TASK REQUIREMENTS – Reproduce the complete set of records, exactly as they appear.

DATA RECORDS –
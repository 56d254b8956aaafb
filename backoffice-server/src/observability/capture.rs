//! Failure capture
//!
//! Turns a failed request into the pieces an [`ErrorRecord`] is built from:
//! a redacted copy of the request, the route template with its variables
//! pulled out, a fingerprint and the retry plan.
//!
//! [`ErrorRecord`]: shared::models::ErrorRecord

use serde_json::{Map, Value};
use sha2::{Digest, Sha256};
use shared::models::{EditableField, FieldLocation, RetryPlan, RetryTarget, Severity};
use std::collections::BTreeMap;

pub const REDACTED: &str = "[REDACTED]";
pub const IDEMPOTENCY_KEY_TEMPLATE: &str = "OBS-RETRY-{err_id}-{attempt}";

/// A failed request as seen by the capture middleware
#[derive(Debug, Clone)]
pub struct FailedRequest {
    pub venue_id: String,
    pub method: String,
    pub path: String,
    pub query: BTreeMap<String, String>,
    pub body: Value,
    pub status_code: u16,
    pub response: Value,
}

impl FailedRequest {
    /// `code` of an error envelope, or `HTTP_<status>` for anything else
    pub fn error_code(&self) -> String {
        self.response
            .get("code")
            .and_then(Value::as_str)
            .map(str::to_string)
            .unwrap_or_else(|| format!("HTTP_{}", self.status_code))
    }

    pub fn error_message(&self) -> String {
        self.response
            .get("message")
            .and_then(Value::as_str)
            .map(str::to_string)
            .unwrap_or_default()
    }

    pub fn severity(&self) -> Severity {
        Severity::from_status(self.status_code)
    }
}

/// Replace every value whose key is on the deny-list, at any depth
pub fn redact(value: &Value, deny: &[String]) -> Value {
    match value {
        Value::Object(map) => {
            let mut out = Map::with_capacity(map.len());
            for (key, v) in map {
                if is_denied(key, deny) {
                    out.insert(key.clone(), Value::String(REDACTED.into()));
                } else {
                    out.insert(key.clone(), redact(v, deny));
                }
            }
            Value::Object(out)
        }
        Value::Array(items) => Value::Array(items.iter().map(|v| redact(v, deny)).collect()),
        other => other.clone(),
    }
}

pub fn redact_query(
    query: &BTreeMap<String, String>,
    deny: &[String],
) -> BTreeMap<String, String> {
    query
        .iter()
        .map(|(k, v)| {
            let v = if is_denied(k, deny) { REDACTED.to_string() } else { v.clone() };
            (k.clone(), v)
        })
        .collect()
}

fn is_denied(key: &str, deny: &[String]) -> bool {
    deny.iter().any(|d| d.eq_ignore_ascii_case(key))
}

/// Segment holding an identifier rather than a route literal
fn is_identifier(segment: &str) -> bool {
    uuid::Uuid::parse_str(segment).is_ok() || segment.bytes().any(|b| b.is_ascii_digit())
}

/// Route template and the captured values of its variables
///
/// `/api/pos/orders/4f0c.../payments` becomes `/api/pos/orders/{id}/payments`
/// with `id = 4f0c...`. Further variables are `{id2}`, `{id3}`, ...
pub fn normalize_path(path: &str) -> (String, BTreeMap<String, String>) {
    let mut params = BTreeMap::new();
    let mut segments = Vec::new();
    for segment in path.split('/') {
        if !segment.is_empty() && is_identifier(segment) {
            let name = match params.len() {
                0 => "id".to_string(),
                n => format!("id{}", n + 1),
            };
            segments.push(format!("{{{name}}}"));
            params.insert(name, segment.to_string());
        } else {
            segments.push(segment.to_string());
        }
    }
    (segments.join("/"), params)
}

/// `H(method ‖ normalized_path ‖ error_code)`
pub fn fingerprint(method: &str, template: &str, error_code: &str) -> String {
    let mut hasher = Sha256::new();
    hasher.update(method.as_bytes());
    hasher.update(b"\n");
    hasher.update(template.as_bytes());
    hasher.update(b"\n");
    hasher.update(error_code.as_bytes());
    hex::encode(hasher.finalize())
}

/// `/api/<domain>/...`, `other` outside the API
pub fn domain_of(path: &str) -> String {
    let mut parts = path.trim_start_matches('/').split('/');
    match (parts.next(), parts.next()) {
        (Some("api"), Some(domain)) if !domain.is_empty() => domain.to_string(),
        _ => "other".to_string(),
    }
}

/// Fill `{name}` variables of a template
pub fn render_path(template: &str, params: &BTreeMap<String, String>) -> Option<String> {
    let mut out = Vec::new();
    for segment in template.split('/') {
        match segment.strip_prefix('{').and_then(|s| s.strip_suffix('}')) {
            Some(name) => out.push(params.get(name)?.clone()),
            None => out.push(segment.to_string()),
        }
    }
    Some(out.join("/"))
}

fn retry_meaningful(method: &str, status: u16, error_code: &str) -> bool {
    let mutating = matches!(method, "POST" | "PUT" | "PATCH" | "DELETE");
    let hopeless = matches!(status, 401 | 403 | 404 | 405)
        || matches!(error_code, "IDEMPOTENCY_CONFLICT" | "LEDGER_TAMPERED");
    mutating && !hopeless
}

/// Synthesize the retry plan of a captured failure
///
/// Top-level body keys, query keys and path variables are editable.
pub fn retry_plan(
    failed: &FailedRequest,
    redacted_body: &Value,
    redacted_query: &BTreeMap<String, String>,
    token_ttl_seconds: u64,
) -> RetryPlan {
    let (template, path_params) = normalize_path(&failed.path);

    let mut editable_fields = Vec::new();
    if let Value::Object(map) = redacted_body {
        editable_fields.extend(map.keys().map(|k| EditableField {
            path: k.clone(),
            location: FieldLocation::Body,
        }));
    }
    editable_fields.extend(redacted_query.keys().map(|k| EditableField {
        path: k.clone(),
        location: FieldLocation::Query,
    }));
    editable_fields.extend(path_params.keys().map(|k| EditableField {
        path: k.clone(),
        location: FieldLocation::Path,
    }));

    RetryPlan {
        allowed: retry_meaningful(&failed.method, failed.status_code, &failed.error_code()),
        target: RetryTarget {
            method: failed.method.clone(),
            path: template,
        },
        editable_fields,
        base_body_redacted: redacted_body.clone(),
        base_query: redacted_query.clone(),
        path_params,
        idempotency_key_template: IDEMPOTENCY_KEY_TEMPLATE.to_string(),
        action_token_ttl_seconds: token_ttl_seconds,
    }
}

pub fn idempotency_key(template: &str, error_id: &str, attempt: u32) -> String {
    template
        .replace("{err_id}", error_id)
        .replace("{attempt}", &attempt.to_string())
}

FINISHED EXERCISE –
repository 56d254b8956aaafb
filename backoffice-server/src/observability/capture.rs
//! Failure capture
//!
//! Turns a failed request into the pieces an [`ErrorRecord`] is built from:
//! a redacted copy of the request, the route template with its variables
//! pulled out, a fingerprint and the retry plan.
//!
//! [`ErrorRecord`]: shared::models::ErrorRecord

use serde_json::{Map, Value};
use sha2::{Digest, Sha256};
use shared::models::{EditableField, FieldLocation, RetryPlan, RetryTarget, Severity};
use std::collections::BTreeMap;

pub const REDACTED: &str = "[REDACTED]";
pub const IDEMPOTENCY_KEY_TEMPLATE: &str = "OBS-RETRY-{err_id}-{attempt}";

/// A failed request as seen by the capture middleware
#[derive(Debug, Clone)]
pub struct FailedRequest {
    pub venue_id: String,
    pub method: String,
    pub path: String,
    pub query: BTreeMap<String, String>,
    pub body: Value,
    pub status_code: u16,
    pub response: Value,
}

impl FailedRequest {
    /// `code` of an error envelope, or `HTTP_<status>` for anything else
    pub fn error_code(&self) -> String {
        self.response
            .get("code")
            .and_then(Value::as_str)
            .map(str::to_string)
            .unwrap_or_else(|| format!("HTTP_{}", self.status_code))
    }

    pub fn error_message(&self) -> String {
        self.response
            .get("message")
            .and_then(Value::as_str)
            .map(str::to_string)
            .unwrap_or_default()
    }

    pub fn severity(&self) -> Severity {
        Severity::from_status(self.status_code)
    }
}

/// Replace every value whose key is on the deny-list, at any depth
pub fn redact(value: &Value, deny: &[String]) -> Value {
    match value {
        Value::Object(map) => {
            let mut out = Map::with_capacity(map.len());
            for (key, v) in map {
                if is_denied(key, deny) {
                    out.insert(key.clone(), Value::String(REDACTED.into()));
                } else {
                    out.insert(key.clone(), redact(v, deny));
                }
            }
            Value::Object(out)
        }
        Value::Array(items) => Value::Array(items.iter().map(|v| redact(v, deny)).collect()),
        other => other.clone(),
    }
}

pub fn redact_query(
    query: &BTreeMap<String, String>,
    deny: &[String],
) -> BTreeMap<String, String> {
    query
        .iter()
        .map(|(k, v)| {
            let v = if is_denied(k, deny) { REDACTED.to_string() } else { v.clone() };
            (k.clone(), v)
        })
        .collect()
}

fn is_denied(key: &str, deny: &[String]) -> bool {
    deny.iter().any(|d| d.eq_ignore_ascii_case(key))
}

/// Segment holding an identifier rather than a route literal
fn is_identifier(segment: &str) -> bool {
    uuid::Uuid::parse_str(segment).is_ok() || segment.bytes().any(|b| b.is_ascii_digit())
}

/// Route template and the captured values of its variables
///
/// `/api/pos/orders/4f0c.../payments` becomes `/api/pos/orders/{id}/payments`
/// with `id = 4f0c...`. Further variables are `{id2}`, `{id3}`, ...
pub fn normalize_path(path: &str) -> (String, BTreeMap<String, String>) {
    let mut params = BTreeMap::new();
    let mut segments = Vec::new();
    for segment in path.split('/') {
        if !segment.is_empty() && is_identifier(segment) {
            let name = match params.len() {
                0 => "id".to_string(),
                n => format!("id{}", n + 1),
            };
            segments.push(format!("{{{name}}}"));
            params.insert(name, segment.to_string());
        } else {
            segments.push(segment.to_string());
        }
    }
    (segments.join("/"), params)
}

/// `H(method ‖ normalized_path ‖ error_code)`
pub fn fingerprint(method: &str, template: &str, error_code: &str) -> String {
    let mut hasher = Sha256::new();
    hasher.update(method.as_bytes());
    hasher.update(b"\n");
    hasher.update(template.as_bytes());
    hasher.update(b"\n");
    hasher.update(error_code.as_bytes());
    hex::encode(hasher.finalize())
}

/// `/api/<domain>/...`, `other` outside the API
pub fn domain_of(path: &str) -> String {
    let mut parts = path.trim_start_matches('/').split('/');
    match (parts.next(), parts.next()) {
        (Some("api"), Some(domain)) if !domain.is_empty() => domain.to_string(),
        _ => "other".to_string(),
    }
}

/// Fill `{name}` variables of a template
pub fn render_path(template: &str, params: &BTreeMap<String, String>) -> Option<String> {
    let mut out = Vec::new();
    for segment in template.split('/') {
        match segment.strip_prefix('{').and_then(|s| s.strip_suffix('}')) {
            Some(name) => out.push(params.get(name)?.clone()),
            None => out.push(segment.to_string()),
        }
    }
    Some(out.join("/"))
}

fn retry_meaningful(method: &str, status: u16, error_code: &str) -> bool {
    let mutating = matches!(method, "POST" | "PUT" | "PATCH" | "DELETE");
    let hopeless = matches!(status, 401 | 403 | 404 | 405)
        || matches!(error_code, "IDEMPOTENCY_CONFLICT" | "LEDGER_TAMPERED");
    mutating && !hopeless
}

/// Synthesize the retry plan of a captured failure
///
/// Top-level body keys, query keys and path variables are editable.
pub fn retry_plan(
    failed: &FailedRequest,
    redacted_body: &Value,
    redacted_query: &BTreeMap<String, String>,
    token_ttl_seconds: u64,
) -> RetryPlan {
    let (template, path_params) = normalize_path(&failed.path);

    let mut editable_fields = Vec::new();
    if let Value::Object(map) = redacted_body {
        editable_fields.extend(map.keys().map(|k| EditableField {
            path: k.clone(),
            location: FieldLocation::Body,
        }));
    }
    editable_fields.extend(redacted_query.keys().map(|k| EditableField {
        path: k.clone(),
        location: FieldLocation::Query,
    }));
    editable_fields.extend(path_params.keys().map(|k| EditableField {
        path: k.clone(),
        location: FieldLocation::Path,
    }));

    RetryPlan {
        allowed: retry_meaningful(&failed.method, failed.status_code, &failed.error_code()),
        target: RetryTarget {
            method: failed.method.clone(),
            path: template,
        },
        editable_fields,
        base_body_redacted: redacted_body.clone(),
        base_query: redacted_query.clone(),
        path_params,
        idempotency_key_template: IDEMPOTENCY_KEY_TEMPLATE.to_string(),
        action_token_ttl_seconds: token_ttl_seconds,
    }
}

pub fn idempotency_key(template: &str, error_id: &str, attempt: u32) -> String {
    template
        .replace("{err_id}", error_id)
        .replace("{attempt}", &attempt.to_string())
}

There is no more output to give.